Which memory device helps the LPN remember immediate MI medications?

  • A. ABCDE (Airway, Breathing, Circulation, Disability, Exposure)
  • B. RACE (Rescue, Alarm, Contain, Evacuate)
  • C. PQRST (Provocation, Quality, Region, Severity, Timing)
  • D. MONA (Morphine, Oxygen, Nitroglycerin, Aspirin)
Correct: D. MONA = Morphine (reduces pain/anxiety/preload), Oxygen (increases O₂ to starving factories), Nitroglycerin (dilates coronary arteries), Aspirin (prevents platelet aggregation). ABCDE is for trauma assessment. RACE is for fire safety. PQRST is for pain assessment — used WITH MONA, not instead of it.
Question 17 of 20

A client 6 weeks post-MI develops chest pain, fever, and a pericardial friction rub. The LPN recognizes these cues as consistent with:

  • A. A new MI
  • B. Stable angina returning
  • C. Dressler's syndrome
  • D. Pulmonary embolism
Correct: C. Dressler's syndrome is a combination of pericarditis, pericardial effusion, and pleural effusion that occurs several weeks to months after MI. Key cues: chest pain + fever + pericardial friction rub + timing (weeks-months post-MI). It is an autoimmune-mediated inflammatory response to the necrotic tissue. A new MI would show elevated enzymes. Stable angina has no fever or friction rub. PE presents with sudden dyspnea and pleuritic pain.
Question 18 of 20

The LAD coronary artery is nicknamed the "Widow Maker" because it:

  • A. Supplies blood to the SA and AV nodes
  • B. Supplies the anterior wall and septum of the left ventricle — a large territory
  • C. Is the smallest coronary artery
  • D. Only supplies the right ventricle
Correct: B. The LAD (Left Anterior Descending) supplies the anterior wall and septum of the left ventricle — a large, critical territory. Blockage of the LAD causes an anterior/septal MI affecting a large area of the heart's main pumping chamber. This makes it particularly dangerous and earned it the nickname "Widow Maker." The RCA supplies the inferior wall and the SA/AV nodes.
Question 19 of 20

A client with an acute MI is placed in which position to decrease cardiac workload?

  • A. Supine with legs elevated
  • B. Semi-Fowler's position
  • C. Left lateral (Sims') position
  • D. Prone position
Correct: B. Semi-Fowler's position (head of bed elevated 30-45 degrees) decreases venous return (preload), reducing the workload on the damaged heart. Bed rest is maintained, and the nurse should stay with the client. Supine with legs elevated would INCREASE venous return. For pulmonary edema, HIGH-Fowler's with legs dangling is preferred (you'll learn this in Section 3).
Question 20 of 20

The LPN recognizes that morphine sulfate is a priority medication for MI because it: (Select the BEST answer)
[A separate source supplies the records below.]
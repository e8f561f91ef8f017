#![allow(dead_code)]

use fami_nes::{Cartridge, NesSystem};

/// RAM counter bumped by the NMI handler.
pub const NMI_COUNTER: u16 = 0x0000;
/// RAM counter bumped once per detected sprite-0 hit.
pub const HIT_COUNTER: u16 = 0x0001;

/// Sprite 0 position as written to OAM (Y is one line above its first row).
pub const SPRITE0_X: u32 = 120;
pub const SPRITE0_Y: u32 = 100;

/// Test program at $C000:
///
/// - waits two VBlanks, loads 32 palette bytes from `PALETTE`
/// - fills $2000-$23FF with tile 1
/// - DMAs page 2 (all $FF except sprite 0: Y=100, tile 1, X=120) to OAM
/// - zeroes the scroll, enables NMI and rendering (`$1E`)
/// - main loop: `BIT $2002` until V is set, `INC $01`, then wait for V to
///   clear again
///
/// NMI handler at $C090: `INC $00; RTI`.
const PROGRAM: &[u8] = &[
    0x78, 0xD8, 0xA2, 0xFF, 0x9A, 0xA9, 0x00, 0x8D, 0x00, 0x20, 0x8D, 0x01, 0x20, 0x2C, 0x02, 0x20,
    0x10, 0xFB, 0x2C, 0x02, 0x20, 0x10, 0xFB, 0xA9, 0x3F, 0x8D, 0x06, 0x20, 0xA9, 0x00, 0x8D, 0x06,
    0x20, 0xA2, 0x00, 0xBD, 0x93, 0xC0, 0x8D, 0x07, 0x20, 0xE8, 0xE0, 0x20, 0xD0, 0xF5, 0xA9, 0x20,
    0x8D, 0x06, 0x20, 0xA9, 0x00, 0x8D, 0x06, 0x20, 0xA0, 0x04, 0xA2, 0x00, 0xA9, 0x01, 0x8D, 0x07,
    0x20, 0xE8, 0xD0, 0xFA, 0x88, 0xD0, 0xF7, 0xA2, 0x00, 0xA9, 0xFF, 0x9D, 0x00, 0x02, 0xE8, 0xD0,
    0xFA, 0xA9, 0x64, 0x8D, 0x00, 0x02, 0xA9, 0x01, 0x8D, 0x01, 0x02, 0xA9, 0x00, 0x8D, 0x02, 0x02,
    0xA9, 0x78, 0x8D, 0x03, 0x02, 0xA9, 0x00, 0x8D, 0x03, 0x20, 0xA9, 0x02, 0x8D, 0x14, 0x40, 0xA9,
    0x00, 0x8D, 0x05, 0x20, 0x8D, 0x05, 0x20, 0xA9, 0x80, 0x8D, 0x00, 0x20, 0xA9, 0x1E, 0x8D, 0x01,
    0x20, 0x2C, 0x02, 0x20, 0x50, 0xFB, 0xE6, 0x01, 0x2C, 0x02, 0x20, 0x70, 0xFB, 0x4C, 0x81, 0xC0,
    0xE6, 0x00, 0x40,
    // PALETTE ($C093)
    0x0F, 0x30, 0x21, 0x11, 0x0F, 0x16, 0x27, 0x18, 0x0F, 0x2A, 0x1A, 0x0A, 0x0F,
    0x12, 0x22, 0x32, 0x0F, 0x16, 0x26, 0x36, 0x0F, 0x19, 0x29, 0x39, 0x0F, 0x14, 0x24, 0x34, 0x0F,
    0x17, 0x27, 0x37,
];

const NMI_HANDLER: u16 = 0xC090;

/// One 16 KiB PRG bank (mapped at $C000) and one CHR bank where tile 1 is
/// solid color 1.
pub fn demo_rom() -> Vec<u8> {
    let mut rom = vec![b'N', b'E', b'S', 0x1A, 1, 1, 0x00, 0x00];
    rom.resize(16, 0);

    let mut prg = vec![0xEA; 0x4000];
    prg[..PROGRAM.len()].copy_from_slice(PROGRAM);
    let vectors = [
        NMI_HANDLER as u8,
        (NMI_HANDLER >> 8) as u8,
        0x00,
        0xC0,
        NMI_HANDLER as u8,
        (NMI_HANDLER >> 8) as u8,
    ];
    prg[0x3FFA..].copy_from_slice(&vectors);
    rom.extend_from_slice(&prg);

    let mut chr = vec![0; 0x2000];
    chr[0x10..0x18].fill(0xFF);
    rom.extend_from_slice(&chr);
    rom
}

pub fn demo_system() -> NesSystem {
    let mut nes = NesSystem::new();
    let cart = Cartridge::from_bytes(&demo_rom()).expect("demo rom parses");
    nes.insert_cartridge(cart).expect("nrom");
    nes
}

pub fn peek(nes: &NesSystem, addr: u16) -> u8 {
    nes.console().expect("cartridge inserted").bus().peek(addr)
}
  • A. Dissolves the clot blocking the coronary artery
  • B. Increases blood pressure to improve perfusion
  • C. Relieves pain and reduces preload, decreasing the heart's oxygen demand
  • D. Stimulates the SA node to normalize heart rhythm
Correct: C. Morphine sulfate is a priority because pain increases oxygen demand on the already-starving cardiomyocyte factories. Morphine relieves pain (reducing sympathetic stimulation), reduces anxiety, and decreases preload (venous dilation = less blood returning to heart = less work for damaged pump). It does NOT dissolve clots (that's thrombolytics). It does NOT increase BP or stimulate the SA node.